_Task details:_ From the records, pick out and copy each line containing "PathBuf".

_Stored items:_
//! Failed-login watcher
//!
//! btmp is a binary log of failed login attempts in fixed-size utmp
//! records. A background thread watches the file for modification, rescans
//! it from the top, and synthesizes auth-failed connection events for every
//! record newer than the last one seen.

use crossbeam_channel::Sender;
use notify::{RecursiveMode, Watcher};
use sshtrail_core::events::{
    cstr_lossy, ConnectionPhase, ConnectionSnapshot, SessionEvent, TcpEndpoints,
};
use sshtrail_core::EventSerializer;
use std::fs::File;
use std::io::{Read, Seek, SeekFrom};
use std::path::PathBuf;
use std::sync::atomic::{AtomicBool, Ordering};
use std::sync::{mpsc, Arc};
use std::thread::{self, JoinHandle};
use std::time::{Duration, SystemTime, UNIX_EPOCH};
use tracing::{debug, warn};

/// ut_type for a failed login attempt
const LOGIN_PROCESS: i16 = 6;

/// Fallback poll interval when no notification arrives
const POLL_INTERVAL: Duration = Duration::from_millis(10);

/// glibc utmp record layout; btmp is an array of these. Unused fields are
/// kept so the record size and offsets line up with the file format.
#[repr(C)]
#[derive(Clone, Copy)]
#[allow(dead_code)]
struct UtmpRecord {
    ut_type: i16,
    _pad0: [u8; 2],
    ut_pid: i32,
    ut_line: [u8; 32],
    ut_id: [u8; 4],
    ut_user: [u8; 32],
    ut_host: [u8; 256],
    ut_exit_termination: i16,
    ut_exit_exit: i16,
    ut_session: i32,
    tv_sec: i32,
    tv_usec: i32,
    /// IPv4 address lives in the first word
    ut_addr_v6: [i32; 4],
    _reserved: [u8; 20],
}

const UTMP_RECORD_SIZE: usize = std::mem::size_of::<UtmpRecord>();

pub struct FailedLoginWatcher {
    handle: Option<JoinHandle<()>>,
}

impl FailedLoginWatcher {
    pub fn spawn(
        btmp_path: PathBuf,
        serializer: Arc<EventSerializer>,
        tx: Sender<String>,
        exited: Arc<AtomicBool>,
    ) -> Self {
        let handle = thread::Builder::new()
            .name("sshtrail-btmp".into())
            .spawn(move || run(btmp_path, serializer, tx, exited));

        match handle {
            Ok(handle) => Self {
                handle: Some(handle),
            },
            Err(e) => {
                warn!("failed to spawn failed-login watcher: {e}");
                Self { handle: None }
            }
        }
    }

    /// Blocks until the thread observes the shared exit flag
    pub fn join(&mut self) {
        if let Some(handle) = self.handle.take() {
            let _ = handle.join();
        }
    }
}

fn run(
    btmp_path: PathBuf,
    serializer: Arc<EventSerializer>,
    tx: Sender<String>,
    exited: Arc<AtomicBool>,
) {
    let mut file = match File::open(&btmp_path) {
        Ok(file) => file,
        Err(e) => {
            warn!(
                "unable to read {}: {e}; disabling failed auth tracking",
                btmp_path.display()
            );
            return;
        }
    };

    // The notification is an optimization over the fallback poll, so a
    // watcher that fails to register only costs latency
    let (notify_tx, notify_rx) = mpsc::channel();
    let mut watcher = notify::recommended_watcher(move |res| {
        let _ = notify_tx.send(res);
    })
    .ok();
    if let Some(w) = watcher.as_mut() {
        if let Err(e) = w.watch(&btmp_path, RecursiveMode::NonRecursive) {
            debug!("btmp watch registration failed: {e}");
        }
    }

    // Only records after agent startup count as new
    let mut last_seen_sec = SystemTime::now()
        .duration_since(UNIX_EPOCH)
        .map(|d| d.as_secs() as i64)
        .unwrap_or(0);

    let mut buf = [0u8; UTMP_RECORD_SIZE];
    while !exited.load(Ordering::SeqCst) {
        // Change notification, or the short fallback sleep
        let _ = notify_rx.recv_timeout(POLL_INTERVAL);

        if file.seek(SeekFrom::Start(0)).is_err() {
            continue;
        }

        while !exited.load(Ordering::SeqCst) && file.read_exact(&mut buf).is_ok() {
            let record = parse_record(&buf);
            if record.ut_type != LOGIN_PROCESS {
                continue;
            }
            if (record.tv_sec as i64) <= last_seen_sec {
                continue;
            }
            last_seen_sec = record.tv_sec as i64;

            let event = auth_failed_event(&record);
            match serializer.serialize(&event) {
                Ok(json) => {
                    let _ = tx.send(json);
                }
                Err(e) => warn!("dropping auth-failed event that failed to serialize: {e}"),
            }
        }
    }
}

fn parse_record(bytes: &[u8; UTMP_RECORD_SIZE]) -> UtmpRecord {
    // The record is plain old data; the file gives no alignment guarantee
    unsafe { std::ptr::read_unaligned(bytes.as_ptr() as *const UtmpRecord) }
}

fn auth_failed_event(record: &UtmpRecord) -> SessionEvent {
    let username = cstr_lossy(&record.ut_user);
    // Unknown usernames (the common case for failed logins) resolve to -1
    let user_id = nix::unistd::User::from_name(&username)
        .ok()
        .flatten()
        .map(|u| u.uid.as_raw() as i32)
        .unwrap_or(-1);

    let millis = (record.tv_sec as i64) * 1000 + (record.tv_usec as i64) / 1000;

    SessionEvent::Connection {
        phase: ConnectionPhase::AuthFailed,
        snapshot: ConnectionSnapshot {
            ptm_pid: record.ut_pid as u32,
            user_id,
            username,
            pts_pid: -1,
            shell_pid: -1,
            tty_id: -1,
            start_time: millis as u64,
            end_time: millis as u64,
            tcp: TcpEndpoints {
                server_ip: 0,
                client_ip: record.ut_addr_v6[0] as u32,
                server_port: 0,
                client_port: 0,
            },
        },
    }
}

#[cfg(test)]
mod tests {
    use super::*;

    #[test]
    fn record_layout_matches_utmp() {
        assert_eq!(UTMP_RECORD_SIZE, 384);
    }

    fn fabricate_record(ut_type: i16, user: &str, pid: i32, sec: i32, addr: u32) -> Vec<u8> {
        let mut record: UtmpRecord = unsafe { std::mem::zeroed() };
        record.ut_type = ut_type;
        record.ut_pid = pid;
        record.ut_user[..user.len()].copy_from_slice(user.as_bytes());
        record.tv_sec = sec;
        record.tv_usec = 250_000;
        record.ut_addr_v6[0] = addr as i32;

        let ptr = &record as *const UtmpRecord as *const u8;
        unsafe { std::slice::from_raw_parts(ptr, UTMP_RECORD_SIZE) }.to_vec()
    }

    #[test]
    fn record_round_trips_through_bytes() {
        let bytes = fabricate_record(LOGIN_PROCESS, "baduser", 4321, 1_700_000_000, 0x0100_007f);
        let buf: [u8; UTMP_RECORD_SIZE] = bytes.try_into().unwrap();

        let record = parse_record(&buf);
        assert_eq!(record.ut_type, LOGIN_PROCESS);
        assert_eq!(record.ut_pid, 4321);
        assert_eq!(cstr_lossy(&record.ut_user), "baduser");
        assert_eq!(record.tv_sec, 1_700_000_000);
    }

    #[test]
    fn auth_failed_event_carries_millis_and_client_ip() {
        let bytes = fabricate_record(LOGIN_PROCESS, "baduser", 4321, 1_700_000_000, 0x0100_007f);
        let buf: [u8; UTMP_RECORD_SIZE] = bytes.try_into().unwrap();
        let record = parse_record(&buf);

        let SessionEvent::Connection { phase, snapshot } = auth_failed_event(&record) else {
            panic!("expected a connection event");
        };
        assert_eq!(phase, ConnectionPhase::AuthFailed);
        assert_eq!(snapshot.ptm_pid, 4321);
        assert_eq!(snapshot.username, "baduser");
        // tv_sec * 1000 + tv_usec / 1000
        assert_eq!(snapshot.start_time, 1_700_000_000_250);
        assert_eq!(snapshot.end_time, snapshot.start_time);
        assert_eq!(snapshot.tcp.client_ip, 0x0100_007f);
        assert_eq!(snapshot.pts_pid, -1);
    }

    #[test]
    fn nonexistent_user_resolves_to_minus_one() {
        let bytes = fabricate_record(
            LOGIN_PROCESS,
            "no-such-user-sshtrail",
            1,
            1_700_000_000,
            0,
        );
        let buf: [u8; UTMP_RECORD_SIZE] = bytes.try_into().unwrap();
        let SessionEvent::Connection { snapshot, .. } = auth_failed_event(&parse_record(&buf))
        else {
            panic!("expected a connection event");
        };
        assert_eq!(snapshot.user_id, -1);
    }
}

...

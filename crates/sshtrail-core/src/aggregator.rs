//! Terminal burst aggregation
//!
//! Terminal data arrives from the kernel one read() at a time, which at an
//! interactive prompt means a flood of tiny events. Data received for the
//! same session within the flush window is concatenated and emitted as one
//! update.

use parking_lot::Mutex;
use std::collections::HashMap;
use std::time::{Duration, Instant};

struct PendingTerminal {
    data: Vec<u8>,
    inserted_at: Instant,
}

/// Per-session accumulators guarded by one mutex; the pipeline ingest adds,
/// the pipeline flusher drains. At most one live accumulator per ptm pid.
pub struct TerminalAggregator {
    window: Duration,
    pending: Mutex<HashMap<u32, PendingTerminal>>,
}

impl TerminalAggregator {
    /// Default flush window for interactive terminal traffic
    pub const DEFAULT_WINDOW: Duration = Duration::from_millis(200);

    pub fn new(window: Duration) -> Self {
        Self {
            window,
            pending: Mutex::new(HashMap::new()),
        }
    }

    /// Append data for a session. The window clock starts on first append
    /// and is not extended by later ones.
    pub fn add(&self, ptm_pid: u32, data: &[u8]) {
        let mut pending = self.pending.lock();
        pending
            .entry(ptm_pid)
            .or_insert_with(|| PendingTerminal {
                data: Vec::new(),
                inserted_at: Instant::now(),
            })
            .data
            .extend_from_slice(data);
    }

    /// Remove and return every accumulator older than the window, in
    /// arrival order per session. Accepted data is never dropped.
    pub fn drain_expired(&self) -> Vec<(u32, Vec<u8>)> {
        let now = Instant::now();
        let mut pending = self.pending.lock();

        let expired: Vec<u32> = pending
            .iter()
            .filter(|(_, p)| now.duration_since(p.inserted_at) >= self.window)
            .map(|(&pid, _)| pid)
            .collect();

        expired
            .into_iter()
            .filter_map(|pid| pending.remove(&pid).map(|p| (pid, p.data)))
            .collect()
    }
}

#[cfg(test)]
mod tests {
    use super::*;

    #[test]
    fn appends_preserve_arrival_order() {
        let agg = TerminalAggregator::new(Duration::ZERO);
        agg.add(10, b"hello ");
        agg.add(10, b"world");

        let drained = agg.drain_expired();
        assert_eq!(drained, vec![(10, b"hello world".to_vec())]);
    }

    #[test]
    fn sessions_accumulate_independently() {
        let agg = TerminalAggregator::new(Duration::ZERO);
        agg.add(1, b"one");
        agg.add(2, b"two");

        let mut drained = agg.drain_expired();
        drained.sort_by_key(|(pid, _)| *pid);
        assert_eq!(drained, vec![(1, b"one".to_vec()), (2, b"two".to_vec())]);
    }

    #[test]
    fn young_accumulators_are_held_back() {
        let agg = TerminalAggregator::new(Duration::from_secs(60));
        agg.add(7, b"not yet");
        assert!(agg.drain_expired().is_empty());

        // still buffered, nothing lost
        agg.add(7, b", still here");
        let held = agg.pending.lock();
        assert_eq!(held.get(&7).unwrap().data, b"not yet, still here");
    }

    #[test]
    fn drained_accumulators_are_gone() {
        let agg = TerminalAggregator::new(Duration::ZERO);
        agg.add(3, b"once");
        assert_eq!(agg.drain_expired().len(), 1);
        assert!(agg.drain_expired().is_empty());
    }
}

_Task output:_
use std::path::PathBuf;
        btmp_path: PathBuf,
    btmp_path: PathBuf,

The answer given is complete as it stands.